### Task description
For every line that contains the string "AppState", pull that line out of the material below.

### Provided information
----------------------------------------

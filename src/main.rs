// SPDX-License-Identifier: AGPL-3.0-or-later
//
// Copyright (C) 2026 Relational Network

use std::sync::Arc;

use tokio_util::sync::CancellationToken;

use files_manager::{
    api::router,
    config::{Config, LogFormat, SessionBackend},
    state::AppState,
    storage::{DocumentDatabase, LocalBlobStore, MemorySessionStore, RedisSessionStore, SessionStore},
    sweeper::SessionSweeper,
    telemetry::init_tracing,
};

#[tokio::main]
async fn main() -> Result<(), Box<dyn std::error::Error>> {
    init_tracing(LogFormat::from_env());
    let config = Config::from_env();

    let db = Arc::new(DocumentDatabase::open(&config.db_path)?);

    let shutdown = CancellationToken::new();

    let sessions: Arc<dyn SessionStore> = match config.session_backend {
        SessionBackend::Redis => {
            let store = RedisSessionStore::connect(&config.redis_url).await?;
            tracing::info!(url = %config.redis_url, "session store connected");
            Arc::new(store)
        }
        SessionBackend::Memory => {
            tracing::warn!("in-memory sessions; all sessions are lost on restart");
            let store = Arc::new(MemorySessionStore::new());
            tokio::spawn(SessionSweeper::new(store.clone()).run(shutdown.clone()));
            store
        }
    };

    let blobs = Arc::new(LocalBlobStore::new(&config.folder_path));
    let state = AppState::new(db.clone(), db, sessions, blobs, config.session_ttl);
    let app = router(state);

    let addr = config.bind_address();
    let listener = tokio::net::TcpListener::bind(&addr).await?;
    tracing::info!(
        address = %listener.local_addr()?,
        folder = %config.folder_path.display(),
        "Files manager listening (docs at /docs)"
    );

    let signal_token = shutdown.clone();
    tokio::spawn(async move {
        wait_for_signal().await;
        tracing::info!("Shutdown signal received");
        signal_token.cancel();
    });

    let server_token = shutdown.clone();
    axum::serve(listener, app)
        .with_graceful_shutdown(async move { server_token.cancelled().await })
        .await?;

    shutdown.cancel();
    tracing::info!("Server shut down");
    Ok(())
}

async fn wait_for_signal() {
    let ctrl_c = async {
        if let Err(e) = tokio::signal::ctrl_c().await {
            tracing::error!(error = %e, "failed to listen for ctrl-c");
            std::future::pending::<()>().await;
        }
    };

    #[cfg(unix)]
    let terminate = async {
        match tokio::signal::unix::signal(tokio::signal::unix::SignalKind::terminate()) {
            Ok(mut sig) => {
                sig.recv().await;
            }
            Err(e) => {
                tracing::error!(error = %e, "failed to listen for SIGTERM");
                std::future::pending::<()>().await;
            }
        }
    };

    #[cfg(not(unix))]
    let terminate = std::future::pending::<()>();

    tokio::select! {
        _ = ctrl_c => {},
        _ = terminate => {},
    }
}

----------------------------------------

### Exercise result
    state::AppState,
    let state = AppState::new(db.clone(), db, sessions, blobs, config.session_ttl);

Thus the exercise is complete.